De même, nous regrettons que vous ayez refusé, monsieur le secrétaire d'État, d’inscrire dans le projet de loi une disposition prévue par l’ANI du 7 janvier 2009 et attendue par de nombreux salariés, à savoir la création d’un droit à la formation initiale différée, seule véritable seconde chance pour celles et ceux de nos concitoyens qui sont sortis du système scolaire sans que celui-ci ait accompli à leur égard sa mission majeure, qui est de permettre à chaque jeune de sortir du système scolaire avec au moins un diplôme de cycle supérieur. Mais je ne reprendrai pas ici l’excellente argumentation de mon amie Brigitte Gonthier-Maurin, d’autant que nous aurons l’occasion d’y revenir au cours de nos débats.
Dans un tel contexte d’explosion des attentes et des besoins, nous ne pouvons accepter que vous procédiez, petit à petit, à la casse de l’AFPA, l’Association nationale pour la formation professionnelle des adultes, en commençant par le transfert des personnels.

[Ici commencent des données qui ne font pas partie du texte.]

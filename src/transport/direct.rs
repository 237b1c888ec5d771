// MIT License - Copyright (c) 2026 Peter Wright
// Direct TCP driver: owns the socket and runs the session on a single task

use std::time::Instant;

use tokio::io::{AsyncReadExt, AsyncWriteExt};
use tokio::net::TcpStream;
use tokio::sync::{mpsc, oneshot, watch};
use tokio::time::{sleep_until, timeout};
use tracing::{debug, error, info};

use crate::config::SpaConfig;
use crate::control::SpaCommand;
use crate::error::{Result, SpaError};
use crate::session::{ConnectionState, Session};
use crate::state::DeviceState;

/// A command from the client, with a channel for the verdict.
#[derive(Debug)]
pub(crate) struct CommandRequest {
    pub command: SpaCommand,
    pub reply: oneshot::Sender<Result<()>>,
}

/// Channels the driver publishes to.
pub(crate) struct Publishers {
    pub state: watch::Sender<DeviceState>,
    pub connection: watch::Sender<ConnectionState>,
}

impl Publishers {
    fn publish(&self, session: &Session) {
        self.state.send_if_modified(|current| {
            if current != session.state() {
                *current = session.state().clone();
                true
            } else {
                false
            }
        });
        let connection = session.connection_state();
        self.connection.send_if_modified(|current| {
            if *current != connection {
                *current = connection;
                true
            } else {
                false
            }
        });
    }
}

/// Open the TCP connection, bounded by the configured timeout.
pub(crate) async fn connect(config: &SpaConfig) -> Result<TcpStream> {
    let address = config.address();
    let stream = match timeout(config.connect_timeout(), TcpStream::connect(&address)).await {
        Ok(Ok(stream)) => stream,
        Ok(Err(e)) => {
            error!("TCP connect to {} failed: {}", address, e);
            return Err(SpaError::Io(e));
        }
        Err(_) => {
            error!("TCP connect to {} timed out", address);
            return Err(SpaError::ConnectionTimeout);
        }
    };
    stream.set_nodelay(true)?;
    debug!("TCP socket connected");
    Ok(stream)
}

async fn read_some(stream: &mut Option<TcpStream>, buf: &mut [u8]) -> std::io::Result<usize> {
    match stream {
        Some(s) => s.read(buf).await,
        None => std::future::pending().await,
    }
}

async fn wait_deadline(deadline: Option<Instant>) {
    match deadline {
        Some(at) => sleep_until(tokio::time::Instant::from_std(at)).await,
        None => std::future::pending().await,
    }
}

/// Drive a session until shutdown.
///
/// Every wakeup (socket data, command, timer) runs to completion on the
/// session before the next one is looked at, so the session never needs a
/// lock.
pub(crate) async fn run_session(
    mut session: Session,
    mut commands: mpsc::Receiver<CommandRequest>,
    mut shutdown_rx: watch::Receiver<bool>,
    publishers: Publishers,
) {
    let mut stream: Option<TcpStream> = None;
    let mut buf = vec![0u8; 4096];

    loop {
        if stream.is_none() && session.take_connect_request() {
            session.begin_connect();
            publishers.publish(&session);
            let config = session.config().clone();
            tokio::select! {
                result = connect(&config) => match result {
                    Ok(s) => {
                        stream = Some(s);
                        session.on_connected(Instant::now());
                    }
                    Err(e) => session.on_transport_error(&e, Instant::now()),
                },
                _ = shutdown_rx.changed() => session.shutdown(),
            }
        }

        if let Some(s) = stream.as_mut() {
            for frame in session.take_outbox() {
                if let Err(e) = s.write_all(frame.as_bytes()).await {
                    error!("Socket write failed: {}", e);
                    session.on_transport_error(&SpaError::Io(e), Instant::now());
                    break;
                }
            }
        }
        if session.connection_state() != ConnectionState::Connected && stream.take().is_some() {
            debug!("Socket closed");
        }
        publishers.publish(&session);

        if session.is_shut_down() {
            break;
        }

        tokio::select! {
            read = read_some(&mut stream, &mut buf) => match read {
                Ok(0) => {
                    debug!("Reader: connection closed");
                    session.on_transport_error(&SpaError::Disconnected, Instant::now());
                }
                Ok(n) => session.on_data(&buf[..n], Instant::now()),
                Err(e) => {
                    error!("Reader: read error: {}", e);
                    session.on_transport_error(&SpaError::Io(e), Instant::now());
                }
            },
            request = commands.recv() => match request {
                Some(CommandRequest { command, reply }) => {
                    let result = session.submit(command, Instant::now());
                    let _ = reply.send(result);
                }
                None => session.shutdown(),
            },
            _ = wait_deadline(session.next_deadline()) => session.on_timer(Instant::now()),
            _ = shutdown_rx.changed() => session.shutdown(),
        }
    }

    info!("Spa session stopped");
}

En effet, le transfert de 75 % des personnels de l’AFPA chargés du conseil et de l’orientation ne sera pas sans conséquences sur l’accomplissement de l’une des missions capitales de celle-ci, à savoir l’ingénierie du titre, les compétences des uns – ceux que vous entendez transférer au Pôle emploi – nourrissant les connaissances des autres. Cette décision s’accompagnera inévitablement d’une diminution des compétences particulières des ingénieurs, dont la lecture de ce projet de loi nous apprend que vous entendez les transférer, par convention directe avec l’État, aux opérateurs privés de placement.

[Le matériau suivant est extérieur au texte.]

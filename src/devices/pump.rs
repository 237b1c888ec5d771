// MIT License - Copyright (c) 2026 Peter Wright
// Jet pumps

/// A single pump slot.
///
/// `capability` is `None` until the control types have been discovered;
/// `Some(0)` means the slot is not fitted. Speeds run `0..=capability`.
#[derive(Debug, Clone, PartialEq, Eq)]
pub struct Pump {
    pub id: u8,
    capability: Option<u8>,
    speed: Option<u8>,
    override_speed: Option<u8>,
    /// Cannot be cycled through Off while a filter cycle runs.
    pub locked_in_filter: bool,
}

impl Pump {
    pub fn new(id: u8) -> Self {
        Self {
            id,
            capability: None,
            speed: None,
            override_speed: None,
            locked_in_filter: false,
        }
    }

    pub fn capability(&self) -> Option<u8> {
        self.capability
    }

    /// Whether the pump is known to be fitted.
    pub fn is_present(&self) -> bool {
        self.capability.is_some_and(|c| c > 0)
    }

    /// Speed as observers should see it: the override while a press
    /// sequence is in flight, the reported speed otherwise.
    pub fn speed(&self) -> Option<u8> {
        self.override_speed.or(self.speed)
    }

    /// Last speed reported by the controller (or predicted after a press sequence).
    pub fn reported_speed(&self) -> Option<u8> {
        self.speed
    }

    pub(crate) fn set_capability(&mut self, capability: u8) {
        self.capability = Some(capability);
        if let Some(speed) = self.speed {
            self.speed = Some(speed.min(capability));
        }
    }

    /// Record a raw speed from the status frame, clamped to the capability.
    /// Returns true if the stored speed changed.
    pub(crate) fn set_reported_speed(&mut self, raw: u8) -> bool {
        let clamped = match self.capability {
            Some(cap) => raw.min(cap),
            None => raw,
        };
        let changed = self.speed != Some(clamped);
        self.speed = Some(clamped);
        changed
    }

    pub(crate) fn set_override(&mut self, speed: Option<u8>) {
        self.override_speed = speed;
    }

    pub fn has_override(&self) -> bool {
        self.override_speed.is_some()
    }
}

/// Human-readable name of a speed for the given capability.
pub fn speed_name(capability: u8, speed: u8) -> &'static str {
    match (capability, speed) {
        (_, 0) => "off",
        (1, _) => "on",
        (_, 1) => "low",
        _ => "high",
    }
}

Pourtant, disons-le clairement, rien, pas même les règles européennes, ne justifie ce transfert. Monsieur le secrétaire d'État, si ces dernières vous contraignaient réellement à opérer un tel transfert – mais nous ferons la démonstration que tel n’est pas le cas –, il vous aurait alors appartenu de peser de toutes vos forces pour que la formation professionnelle soit exclue du secteur marchand. En effet, vous ne pouvez pas accompagner toutes les dérégulations et soutenir les plus libéraux à Bruxelles tout en déplorant, en France, une situation dont vos amis et vous êtes responsables !
Pour notre part, nous sommes convaincus que la France n’est tenue, en la matière, par aucune règle européenne, l’éducation et la formation professionnelle demeurant de la compétence exclusive des États en vertu du traité instituant l’Union européenne.
Quant au Conseil de la concurrence, il ne reproche pas à l’État, dans sa décision, de privilégier l’AFPA, y compris par le biais du versement de subventions, mais considère qu’il aurait été nécessaire de reconnaître les missions exercées par cet organisme comme relevant véritablement d’un service public qui aurait pu être organisé sous forme de régie ou de délégation de service public. Vous avez délibérément écarté cette solution, privilégiant le démantèlement de l’AFPA, sans doute pour amoindrir le titre au profit des certifications !
En raison de ce démantèlement de l’AFPA, des attaques portées contre le paritarisme, particulièrement à l’article 9, du refus de renforcer les formations professionnelles durant le temps de travail, congé individuel de formation compris, le projet de loi dont nous débattons aujourd’hui ne pourra être l’outil nécessaire à nos concitoyens.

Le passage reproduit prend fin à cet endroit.